Hong Kong has been fortunate that a forward-looking regulator, the Hong Kong Monetary Authority, has facilitated a series of policy (Smart Banking Initiatives – September 2017), infrastructure (Faster Payments – September 2018) and regulatory initiatives (new Stored Value Facility Licences from August 2016 and Virtual Banking Licences) benefiting both new entrants and existing financial services providers.
Hong Kong’s is uniquely positioned as a global financial centre bridging Mainland China (the world’s largest and most innovative TechFin market) with the rest of the world’s well established financial services organisations and global FinTechs.

Hong Kong has a tradition of digital innovation in financial services to support the community, including the homegrown Octopus card, which has pioneered world-leading ease of use across transport payment and low value payments since the late 1990s. Octopus exported its system and expertise around the world, including the Netherlands, Dubai, and New Zealand.

The three note issuing banks – HSBC, Standard Chartered, and Bank of China – have each responded to the rise of digital services with new innovations, such as HSBC’s fully online IPO (MTRC) in 2000; the IDEO designed Standard Chartered Breeze Mobile Banking application in early 2010’s, and Bank of China’s BoCPay application allowing QR payment in the Greater Bay Area. These “incumbents” have proved remarkably nimble in launching PayMe, Mox Bank, and livi respectively to counter the new entrants from such TechFin leaders as Ant Financial, Tencent, Ping An, and ZhongAn.

The combination of a forward-looking regulator and a culture of professionalism and innovation has nurtured Hong Kong’s retail and small business FinTech start-ups, with one ‘unicorn’ (a privately held start-up worth over USD 1 billion), WeLab.

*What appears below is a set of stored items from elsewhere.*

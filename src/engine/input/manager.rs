// Input hub - Polls every device once per tick and owns all trackers

use super::backend::{HapticActuator, InputBackend};
use super::controller::ControllerTracker;
use super::keyboard::KeyboardTracker;
use super::pointer::PointerTracker;
use super::InputError;
use log::info;
use std::time::Duration;

/// Number of controller slots a hub gets from [`InputHub::new`]
pub const DEFAULT_CONTROLLER_SLOTS: usize = 4;

/// Keyboard, mouse and controller state for the whole application
///
/// Create one at startup and call [`InputHub::advance`] once per tick. All
/// queries between two advances see the same pair of snapshots.
pub struct InputHub<B: InputBackend + HapticActuator> {
    /// Platform layer that produces snapshots and drives rumble motors
    backend: B,

    keyboard: KeyboardTracker,

    pointer: PointerTracker,

    /// One tracker per slot, index == slot number
    controllers: Vec<ControllerTracker>,
}

impl<B: InputBackend + HapticActuator> InputHub<B> {
    /// Create a hub with the default 4 controller slots
    pub fn new(backend: B) -> Self {
        Self::with_slots(backend, DEFAULT_CONTROLLER_SLOTS)
    }

    /// Create a hub with `slots` controller slots
    /// Every device is polled once so the first tick has real data
    pub fn with_slots(mut backend: B, slots: usize) -> Self {
        backend.begin_tick();
        let keyboard = KeyboardTracker::new(backend.poll_keyboard());
        let pointer = PointerTracker::new(backend.poll_pointer());

        let mut controllers = Vec::with_capacity(slots);
        for slot in 0..slots {
            controllers.push(ControllerTracker::new(slot, backend.poll_controller(slot)));
        }

        info!("Input hub created with {} controller slots", slots);

        Self {
            backend,
            keyboard,
            pointer,
            controllers,
        }
    }

    /// Poll every device and tick rumble timers
    ///
    /// Devices are handled in a fixed order: keyboard, pointer, then
    /// controllers by slot. Call once per tick with the time since the
    /// previous call.
    pub fn advance(&mut self, elapsed: Duration) {
        self.backend.begin_tick();

        let keyboard = self.backend.poll_keyboard();
        self.keyboard.advance(keyboard);

        let pointer = self.backend.poll_pointer();
        self.pointer.advance(pointer);

        for controller in &mut self.controllers {
            let snapshot = self.backend.poll_controller(controller.slot());
            controller.advance(snapshot);
            controller.on_advance(elapsed, &mut self.backend);
        }
    }

    /// Get keyboard state
    pub fn keyboard(&self) -> &KeyboardTracker {
        &self.keyboard
    }

    /// Get mouse state
    pub fn pointer(&self) -> &PointerTracker {
        &self.pointer
    }

    /// Get the controller in a specific slot
    pub fn controller(&self, slot: usize) -> Result<&ControllerTracker, InputError> {
        self.controllers.get(slot).ok_or(InputError::InvalidSlot {
            slot,
            slots: self.controllers.len(),
        })
    }

    /// Iterate over all controller slots in order
    pub fn controllers(&self) -> impl Iterator<Item = &ControllerTracker> {
        self.controllers.iter()
    }

    /// Rumble a controller at `strength` (0.0-1.0) for `duration`
    pub fn vibrate(
        &mut self,
        slot: usize,
        strength: f32,
        duration: Duration,
    ) -> Result<(), InputError> {
        let slots = self.controllers.len();
        let controller = self
            .controllers
            .get_mut(slot)
            .ok_or(InputError::InvalidSlot { slot, slots })?;
        controller.set_vibration(strength, duration, &mut self.backend);
        Ok(())
    }

    /// Stop a controller's rumble immediately
    pub fn stop_vibration(&mut self, slot: usize) -> Result<(), InputError> {
        let slots = self.controllers.len();
        let controller = self
            .controllers
            .get_mut(slot)
            .ok_or(InputError::InvalidSlot { slot, slots })?;
        controller.stop_vibration(&mut self.backend);
        Ok(())
    }

    /// Stop rumble on every slot (e.g. on pause or shutdown)
    pub fn stop_all_vibration(&mut self) {
        for controller in &mut self.controllers {
            controller.stop_vibration(&mut self.backend);
        }
    }

    /// Get the number of controller slots
    pub fn slot_count(&self) -> usize {
        self.controllers.len()
    }

    /// Get the platform backend
    pub fn backend(&self) -> &B {
        &self.backend
    }

    /// Get mutable platform backend (to feed it window events)
    pub fn backend_mut(&mut self) -> &mut B {
        &mut self.backend
    }
}

impl<B: InputBackend + HapticActuator + Default> Default for InputHub<B> {
    fn default() -> Self {
        Self::new(B::default()) // Default to 4 controllers
    }
}

#[cfg(test)]
mod tests {
    use super::*;
    use crate::engine::input::controller::{ControllerSnapshot, GamepadButton};
    use crate::engine::input::keyboard::KeyboardSnapshot;
    use crate::engine::input::mock::ScriptedBackend;
    use crate::engine::input::pointer::PointerSnapshot;
    use glam::Vec2;
    use winit::event::MouseButton;
    use winit::keyboard::KeyCode;

    const TICK: Duration = Duration::from_millis(16);

    #[test]
    fn test_hub_creation() {
        let hub = InputHub::new(ScriptedBackend::new());
        assert_eq!(hub.slot_count(), 4);
        assert!(hub.controller(0).is_ok());
        assert!(hub.controller(3).is_ok());
        assert!(hub.controller(4).is_err());
    }

    #[test]
    fn test_creation_polls_every_device_once() {
        let hub = InputHub::with_slots(ScriptedBackend::new(), 2);
        assert_eq!(
            hub.backend().poll_order,
            vec!["keyboard", "pointer", "controller 0", "controller 1"]
        );
    }

    #[test]
    fn test_advance_order_is_fixed() {
        let mut hub = InputHub::new(ScriptedBackend::new());
        hub.advance(TICK);

        assert_eq!(
            hub.backend().poll_order,
            vec![
                "keyboard",
                "pointer",
                "controller 0",
                "controller 1",
                "controller 2",
                "controller 3"
            ]
        );
    }

    #[test]
    fn test_backend_tick_begins_before_polls() {
        let mut hub = InputHub::with_slots(ScriptedBackend::new(), 1);
        assert_eq!(hub.backend().ticks_begun, 1);

        hub.advance(TICK);
        hub.advance(TICK);
        assert_eq!(hub.backend().ticks_begun, 3);
        // The mock clears its log on every begin_tick
        assert_eq!(hub.backend().poll_order.len(), 3);
    }

    #[test]
    fn test_first_poll_counts_as_press() {
        let mut backend = ScriptedBackend::new();
        backend.keyboard = KeyboardSnapshot::from_keys([KeyCode::Space]);
        let hub = InputHub::new(backend);

        assert!(hub.keyboard().just_pressed(KeyCode::Space));
        assert!(!hub.keyboard().was_down(KeyCode::Space));
    }

    #[test]
    fn test_advance_drives_all_devices() {
        let mut hub = InputHub::new(ScriptedBackend::new());

        hub.backend_mut().keyboard = KeyboardSnapshot::from_keys([KeyCode::KeyW]);
        hub.backend_mut().pointer =
            PointerSnapshot::new(Vec2::new(4.0, 2.0)).with_button(MouseButton::Left);
        hub.backend_mut().controllers = vec![
            ControllerSnapshot::disconnected(),
            ControllerSnapshot::connected().with_button(GamepadButton::Start),
        ];
        hub.advance(TICK);

        assert!(hub.keyboard().just_pressed(KeyCode::KeyW));
        assert!(hub.pointer().just_pressed(MouseButton::Left));
        assert_eq!(hub.pointer().position_delta(), Vec2::new(4.0, 2.0));
        assert!(!hub.controller(0).unwrap().is_connected());

        let pad = hub.controller(1).unwrap();
        assert!(pad.just_connected());
        assert!(pad.just_pressed(GamepadButton::Start));
    }

    #[test]
    fn test_disconnected_slots_report_neutral() {
        let mut hub = InputHub::new(ScriptedBackend::new());
        hub.advance(TICK);

        for pad in hub.controllers() {
            assert!(!pad.is_connected());
            assert!(!pad.is_button_down(GamepadButton::A));
            assert_eq!(pad.left_stick(), Vec2::ZERO);
            assert_eq!(pad.left_trigger(), 0.0);
        }
    }

    #[test]
    fn test_vibrate_invalid_slot() {
        let mut hub = InputHub::new(ScriptedBackend::new());
        let result = hub.vibrate(4, 1.0, Duration::from_millis(100));

        assert_eq!(result, Err(InputError::InvalidSlot { slot: 4, slots: 4 }));
        assert!(hub.backend().motors.commands.is_empty());
    }

    #[test]
    fn test_stop_vibration_invalid_slot() {
        let mut hub = InputHub::with_slots(ScriptedBackend::new(), 2);
        assert!(matches!(
            hub.stop_vibration(2),
            Err(InputError::InvalidSlot { slot: 2, slots: 2 })
        ));
    }

    #[test]
    fn test_vibration_expires_through_advance() {
        let mut hub = InputHub::new(ScriptedBackend::new());
        hub.vibrate(1, 0.75, Duration::from_millis(40)).unwrap();
        assert_eq!(hub.backend().motors.commands, vec![(1, 0.75, 0.75)]);

        hub.advance(TICK);
        hub.advance(TICK);
        assert!(hub.controller(1).unwrap().vibration().is_active());

        hub.advance(TICK);
        assert!(!hub.controller(1).unwrap().vibration().is_active());
        assert_eq!(
            hub.backend().motors.commands,
            vec![(1, 0.75, 0.75), (1, 0.0, 0.0)]
        );

        hub.advance(TICK);
        assert_eq!(hub.backend().motors.commands.len(), 2);
    }

    #[test]
    fn test_vibration_is_per_slot() {
        let mut hub = InputHub::new(ScriptedBackend::new());
        hub.vibrate(0, 1.0, Duration::from_millis(500)).unwrap();
        hub.vibrate(2, 0.5, Duration::from_millis(10)).unwrap();
        hub.advance(TICK);

        assert!(hub.controller(0).unwrap().vibration().is_active());
        assert!(!hub.controller(2).unwrap().vibration().is_active());
        assert_eq!(hub.backend().motors.commands.last(), Some(&(2, 0.0, 0.0)));
    }

    #[test]
    fn test_stop_all_vibration() {
        let mut hub = InputHub::with_slots(ScriptedBackend::new(), 3);
        hub.vibrate(0, 1.0, Duration::from_secs(1)).unwrap();
        hub.vibrate(2, 1.0, Duration::from_secs(1)).unwrap();
        hub.stop_all_vibration();

        assert!(hub.controllers().all(|pad| pad.vibration().strength() == 0.0));
        let stops: Vec<usize> = hub
            .backend()
            .motors
            .commands
            .iter()
            .filter(|(_, left, right)| *left == 0.0 && *right == 0.0)
            .map(|(slot, _, _)| *slot)
            .collect();
        assert_eq!(stops, vec![0, 1, 2]);

        // Running timers still send their own stop when they expire
        hub.advance(Duration::from_secs(1));
        let late = hub.backend().motors.commands.len();
        hub.advance(Duration::from_secs(1));
        assert_eq!(hub.backend().motors.commands.len(), late);
        assert!(hub.controllers().all(|pad| !pad.vibration().is_active()));
    }

    #[test]
    fn test_default_hub() {
        let hub: InputHub<ScriptedBackend> = InputHub::default();
        assert_eq!(hub.slot_count(), DEFAULT_CONTROLLER_SLOTS);
    }
}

The WeLab Group sets a notable precedent of expanding from Hong Kong to Mainland China and into the region.

Following HKMA’s issuance of first the new Stored Value Facility Licences and then the eight Virtual Banking Licences, Hong Kong individuals and small businesses have benefited from new financial service providers and improved existing banks’ offerings, heralding, just as the Hong Kong Monetary Authority had hoped, a ‘New Era of Smart Banking’.

In welcoming this report on the anniversary of the arrival of virtual banks, the FinTech Association of Hong Kong looks forward with positive anticipation to further innovation, collaboration, and benefits that such a vibrant and dynamic FinTech community will bring.